Is this going to be yet another rant or post about losing my blogging mojo? Goodness knows, I go through these phases a lot.
But no, to be honest it isn’t. What it is about really, is that feeling of ennui and disenchantment with blogging and what it’s brought about for many of us who have been doing it for a while, or even not for a while, but who are a little more particular in our coverage.
It’s no surprise to me that in a short few months, I’ve come across a number of blog posts from different bloggers in different parts of the world touching on the same or similar subject matter as to how I felt. I’m actually seeing a lot of what I label “beauty fatigue” out there in many blogs in recent times, and I just as readily confess to experiencing that sort of ennui. A small sampling of the posts I’ve read are on British Beauty Blogger, London Beauty Queen, Beauty Reflections and Sway Beauty and even as far as back as 2014 on Rocaille Writes; and while different in subject matter, the underlying theme seems to be a sense of disenchantment with the business, and a fighting desire to not be just another face in the crowd.

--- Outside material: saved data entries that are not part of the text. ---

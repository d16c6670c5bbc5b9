// Dweve Formation - Referential integrity checks for configuration tables
//
// Copyright (c) 2025 Dweve IP B.V. and individual contributors.
//
// SPDX-License-Identifier: Apache-2.0
//
// Licensed under the Apache License, Version 2.0 (the "License");
// you may not use this file except in compliance with the License.
// You may obtain a copy of the License in the LICENSE file at the
// root of this repository or at: http://www.apache.org/licenses/LICENSE-2.0
//
// Unless required by applicable law or agreed to in writing, software
// distributed under the License is distributed on an "AS IS" BASIS,
// WITHOUT WARRANTIES OR CONDITIONS OF ANY KIND, either express or implied.
// See the License for the specific language governing permissions and
// limitations under the License.

//! Error types for table loading.

use thiserror::Error;

/// Table loading error types.
///
/// # Examples
///
/// ```
/// use formation_csv::LoadError;
///
/// let err = LoadError::MissingHeader("type");
/// assert_eq!(err.to_string(), "Missing header row: type");
/// ```
#[derive(Debug, Error)]
pub enum LoadError {
    /// I/O error while reading a table.
    #[error("I/O error: {0}")]
    Io(#[from] std::io::Error),

    /// Malformed CSV at a specific line.
    ///
    /// ```
    /// use formation_csv::LoadError;
    ///
    /// let err = LoadError::Parse {
    ///     line: 7,
    ///     message: "unequal lengths".to_string(),
    /// };
    /// assert!(err.to_string().contains("line 7"));
    /// ```
    #[error("CSV parse error at line {line}: {message}")]
    Parse {
        /// Line number where the error occurred (1-based).
        line: usize,
        /// Detailed error message.
        message: String,
    },

    /// The table ended before one of its header rows.
    #[error("Missing header row: {0}")]
    MissingHeader(&'static str),

    /// Data row count exceeded the configured limit.
    #[error("Security limit exceeded: row count {actual} exceeds maximum {limit}")]
    SecurityLimit {
        /// Maximum allowed rows.
        limit: usize,
        /// Row count encountered.
        actual: usize,
    },
}

impl From<csv::Error> for LoadError {
    fn from(err: csv::Error) -> Self {
        let line = err
            .position()
            .map(|pos| pos.line() as usize)
            .unwrap_or_default();
        let message = err.to_string();
        match err.into_kind() {
            csv::ErrorKind::Io(io) => Self::Io(io),
            _ => Self::Parse { line, message },
        }
    }
}

/// Result type for table loading.
pub type Result<T> = std::result::Result<T, LoadError>;
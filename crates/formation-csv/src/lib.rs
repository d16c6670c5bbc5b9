// Dweve Formation - Referential integrity checks for configuration tables
//
// Copyright (c) 2025 Dweve IP B.V. and individual contributors.
//
// SPDX-License-Identifier: Apache-2.0
//
// Licensed under the Apache License, Version 2.0 (the "License");
// you may not use this file except in compliance with the License.
// You may obtain a copy of the License in the LICENSE file at the
// root of this repository or at: http://www.apache.org/licenses/LICENSE-2.0
//
// Unless required by applicable law or agreed to in writing, software
// distributed under the License is distributed on an "AS IS" BASIS,
// WITHOUT WARRANTIES OR CONDITIONS OF ANY KIND, either express or implied.
// See the License for the specific language governing permissions and
// limitations under the License.

//! Loader for configuration tables in the five-header-row CSV layout.
//!
//! ```text
//! comment row         (ignored)
//! formation row       designer notes, may contain format(...)
//! ops row             client / none columns are dropped
//! key row             column names
//! type row            int, int32, int64, double, string
//! data rows...
//! ```
//!
//! Kept columns are numbered densely from 0, which becomes the dataset's
//! format.
//!
//! ```
//! use formation_csv::{load_table_str, LoadConfig};
//!
//! let text = "items\n,format(NpcCfg.id)\nserver,server\nid,npc\nint,int\n1,7\n";
//! let table = load_table_str("ItemCfg", text, &LoadConfig::default()).unwrap();
//!
//! assert_eq!(table.dataset.column("npc"), Some(1));
//! let (formations, errors) = table.formations();
//! assert_eq!(formations.len(), 1);
//! assert!(errors.is_empty());
//! ```

mod error;
mod load;
mod table;

pub use error::{LoadError, Result};
pub use load::{load_table, load_table_path, load_table_str, parse_int, ColumnType, LoadConfig};
pub use table::Table;
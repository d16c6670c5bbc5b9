// Dweve Formation - Referential integrity checks for configuration tables
//
// Copyright (c) 2025 Dweve IP B.V. and individual contributors.
//
// SPDX-License-Identifier: Apache-2.0
//
// Licensed under the Apache License, Version 2.0 (the "License");
// you may not use this file except in compliance with the License.
// You may obtain a copy of the License in the LICENSE file at the
// root of this repository or at: http://www.apache.org/licenses/LICENSE-2.0
//
// Unless required by applicable law or agreed to in writing, software
// distributed under the License is distributed on an "AS IS" BASIS,
// WITHOUT WARRANTIES OR CONDITIONS OF ANY KIND, either express or implied.
// See the License for the specific language governing permissions and
// limitations under the License.

//! Content extraction: reading one cell's text against a formation tree.

use crate::error::FormationError;
use crate::node::{ColonNode, CommaNode, FullstopNode, Node, SemicolonNode};
use crate::reference::ReferenceMap;

/// References found in content, plus any errors hit while reading it.
#[derive(Debug, Clone, Default, PartialEq)]
pub struct Extraction {
    /// Referenced values by target.
    pub references: ReferenceMap,
    /// Errors, in the order they were found.
    pub errors: Vec<FormationError>,
}

impl Extraction {
    /// Create an empty extraction.
    pub fn new() -> Self {
        Self::default()
    }

    /// An extraction holding a single error and no references.
    pub fn from_error(error: FormationError) -> Self {
        Self {
            references: ReferenceMap::new(),
            errors: vec![error],
        }
    }

    /// Append `other`'s references and errors after ours.
    pub fn merge(&mut self, other: Extraction) {
        self.references.merge(other.references);
        self.errors.extend(other.errors);
    }

    /// Returns true if no error was recorded.
    pub fn is_clean(&self) -> bool {
        self.errors.is_empty()
    }
}

/// Read cell content against a node.
pub trait ExtractContent {
    /// Extract every reference `content` encodes under this node's shape.
    fn extract(&self, content: &str) -> Extraction;
}

impl ExtractContent for FullstopNode {
    fn extract(&self, content: &str) -> Extraction {
        let mut extraction = Extraction::new();
        if let Some(target) = &self.target {
            extraction.references.push(target, content);
        }
        extraction
    }
}

impl ExtractContent for CommaNode {
    fn extract(&self, content: &str) -> Extraction {
        let pieces: Vec<&str> = content.split(',').collect();
        let mut extraction = Extraction::new();

        if self.collapsed {
            // Homogeneous list: every piece goes to the one target
            if let Some(target) = self.children.first().and_then(|child| child.target()) {
                for piece in pieces {
                    extraction.references.push(target, piece);
                }
            }
        } else if pieces.len() == self.children.len() {
            for (child, piece) in self.children.iter().zip(pieces) {
                if let Some(target) = child.target() {
                    extraction.references.push(target, piece);
                }
            }
        } else {
            extraction.errors.push(FormationError::length_mismatch(format!(
                "content '{}' has {} pieces but formation '{}' declares {}",
                content,
                pieces.len(),
                self.source,
                self.children.len()
            )));
        }

        extraction
    }
}

impl ExtractContent for SemicolonNode {
    fn extract(&self, content: &str) -> Extraction {
        let mut extraction = Extraction::new();
        for group in content.split(';') {
            extraction.merge(self.child.extract(group));
        }
        extraction
    }
}

/// The branch key is only consulted when selecting the branch.
impl ExtractContent for ColonNode {
    fn extract(&self, content: &str) -> Extraction {
        self.value.extract(content)
    }
}

impl ExtractContent for Node {
    fn extract(&self, content: &str) -> Extraction {
        match self {
            Self::Fullstop(n) => n.extract(content),
            Self::Comma(n) => n.extract(content),
            Self::Semicolon(n) => n.extract(content),
        }
    }
}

Beauty blogging is a huge business. I use the word “business” loosely because for some, it’s their livelihood, and for others, it’s a means to share. Run a search for “beauty blog” on Google and as of today, Google throws up 578 MILLION hits. So, you want to make your mark? You have to stand out, in a crowd of at least 500 MILLION people. That’s about 16 times the population of Malaysia. Puts things in perspective eh? 🙂
But what that also means is that it’s hard to stand out and be different, and above all, honest. You see, many bloggers, myself included, have to depend to a degree, on the brands to feed us information on what’s new and what’s the latest, in order for us to trickle that news out to you, the reader. The problem, as I see it, arises when news or launches go out in a huge social media blitz, but without critique. In a manner of speaking, a lot of the essence of beauty blogging is lost because of this lack of critique and that is, for me, my biggest disenchantment of all.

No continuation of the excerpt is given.